Jon Qwelane's hate speech case gets underway - Times LIVE
Fri May 26 01:53:53 SAST 2017

Jon Qwelane's hate speech case gets underway

Roxanne Henderson | 2017-03-06 12:20:51.0
Former ambassador to Uganda Jon Qwelane. File photo.
Image by: Robert Botha

Though former ambassador to Uganda Jon Qwelane is ill in hospital‚ the Johannesburg High Court has started hearing the hate speech case brought against him by the South African Human Rights Commission (SAHRC).

The matter was postponed last year due to Qwelane's ill health but his counsel said on Monday that it was ready to proceed.

Qwelane informed his legal team that he had collapsed in a shopping mall and was admitted to hospital at the weekend.

“We won't be calling him to lead evidence as his evidence is already on record‚” advocate Musatondwa Musandiwa said.

In 2008 Qwelane suggested in a Sunday Sun column titled‚ “Call me names‚ but Gay is NOT okay‚” that the Constitution's acceptance of gay marriage would lead to people having relations with animals.

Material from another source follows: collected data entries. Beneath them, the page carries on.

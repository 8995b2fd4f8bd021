//! A self-contained walkthrough on an in-memory cluster.

use std::fmt::Write;

use podgrid_controller::{cluster_capacity, create_deployment, create_service, node_resource_table, route_request};
use podgrid_state::{ClusterState, Deployment, Labels, Node};

pub fn run() -> anyhow::Result<String> {
    let state = ClusterState::new();
    state.add_node(Node::new("node-a", 4, 4096))?;
    state.add_node(Node::new("node-b", 2, 2048))?;

    let app = Labels::from([("app".to_string(), "web".to_string())]);
    create_deployment(
        &state,
        Deployment {
            name: "web".to_string(),
            image: "nginx:latest".to_string(),
            replicas: 3,
            selector: app.clone(),
            labels: app.clone(),
            cpu_request: 1,
            mem_request: 128,
        },
    )?;
    let svc = create_service(&state, "web", app, 80, 80)?;

    let mut out = String::new();
    writeln!(out, "=== Nodes ===")?;
    for row in node_resource_table(&state) {
        writeln!(
            out,
            "{}: CPU {}/{}, Mem {}/{}",
            row.name, row.cpu_used, row.cpu_capacity, row.mem_used, row.mem_capacity
        )?;
    }

    writeln!(out, "\n=== Pods ===")?;
    for pod in state.pods() {
        let node = pod.status.node_name.as_deref().unwrap_or("-");
        writeln!(out, "{}: {} on {} ({})", pod.uid, pod.name, node, pod.status.phase)?;
    }

    writeln!(out, "\n=== Service ===")?;
    let endpoints: Vec<String> = svc.endpoints.iter().map(ToString::to_string).collect();
    writeln!(
        out,
        "{}: VIP {}, Endpoints: [{}]",
        svc.name,
        svc.virtual_ip,
        endpoints.join(", ")
    )?;

    writeln!(out, "\n=== Routes ===")?;
    for i in 1..=3 {
        writeln!(out, "Request {i} -> {}", route_request(&state, "web")?)?;
    }

    writeln!(out, "\n=== Cluster Capacity ===")?;
    let cap = cluster_capacity(&state);
    write!(out, "CPU: {}/{}, Mem: {}/{}", cap.cpu_used, cap.cpu_total, cap.mem_used, cap.mem_total)?;
    Ok(out)
}
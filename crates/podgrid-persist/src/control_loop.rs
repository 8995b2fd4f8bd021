//! Periodic load → reconcile → schedule → save driver.
//!
//! The loop does not know about controllers or the scheduler; both are
//! handed in as capabilities so this crate sits below them in the graph.

use std::time::Duration;

use tokio::sync::watch;
use tracing::{debug, info};

use podgrid_state::ClusterState;

use crate::backend::StateBackend;
use crate::error::PersistResult;

/// An operation applied to the loaded state during one iteration.
pub type StateFn = Box<dyn Fn(&ClusterState) + Send + Sync>;

pub struct ControlLoop {
    backend: Box<dyn StateBackend>,
    reconcile: StateFn,
    schedule: StateFn,
}

impl ControlLoop {
    pub fn new(backend: Box<dyn StateBackend>, reconcile: StateFn, schedule: StateFn) -> Self {
        Self {
            backend,
            reconcile,
            schedule,
        }
    }

    pub fn backend(&self) -> &dyn StateBackend {
        self.backend.as_ref()
    }

    /// Run one full iteration and return the state that was saved.
    pub fn iterate(&self) -> PersistResult<ClusterState> {
        let state = self.backend.load()?;
        (self.reconcile)(&state);
        (self.schedule)(&state);
        self.backend.save(&state)?;
        debug!(
            backend = %self.backend.describe(),
            pods = state.pods().len(),
            "control loop iteration complete"
        );
        Ok(state)
    }

    /// Iterate every `interval` until `shutdown` flips or an iteration fails.
    ///
    /// The first iteration runs immediately. Returns the number of completed
    /// iterations. Errors are returned as-is; nothing is retried.
    pub async fn run(
        &self,
        interval: Duration,
        mut shutdown: watch::Receiver<bool>,
    ) -> PersistResult<u64> {
        info!(
            interval_secs = interval.as_secs(),
            backend = %self.backend.describe(),
            "control loop started"
        );

        let mut iterations = 0;
        loop {
            if *shutdown.borrow() {
                break;
            }
            self.iterate()?;
            iterations += 1;

            tokio::select! {
                _ = tokio::time::sleep(interval) => {}
                changed = shutdown.changed() => {
                    // A dropped sender also means stop.
                    if changed.is_err() || *shutdown.borrow() {
                        break;
                    }
                }
            }
        }

        info!(iterations, "control loop shutting down");
        Ok(iterations)
    }
}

The SAHRC was due on Monday to begin calling witnesses in its case against Qwelane‚ starting with an employee who will give details of the commission's complaints' process.

About 350 complaints relating to Qwelane's column were received by the commission‚ SAHRC advocate Tembeka Ngcukaitobi said.

The commission will call two other witnesses‚ including a lesbian woman who has been a victim of physical violence due to her sexual orientation.

“Once one begins to look at human beings in the same way as animals you are going down a dangerous path… that may fuel certain sections of the population to cause physical harm to someone who is gay or lesbian‚” Ngcukaitobi said‚ summarising the commission's argument.

Organisations like the Psychological Society of South Africa and the Freedom of Expression Institute have joined the case as friends of the court.

The case is being heard years after Qwelane's column was published and he was ordered to pay R100 000 and apologise to the lesbian and gay community by the Equality Court. Qwelane is appealing this ruling.

In 2013 Qwelane filed a new case that questioned the constitutionality of the Equality Act‚ which defines hate speech as “hurtful” - which he claimed was a broad and vague definition.

The Johannesburg High Court will deal with both these matters.

Previously the court heard that Qwelane has suffered from heart problems and a lung disease.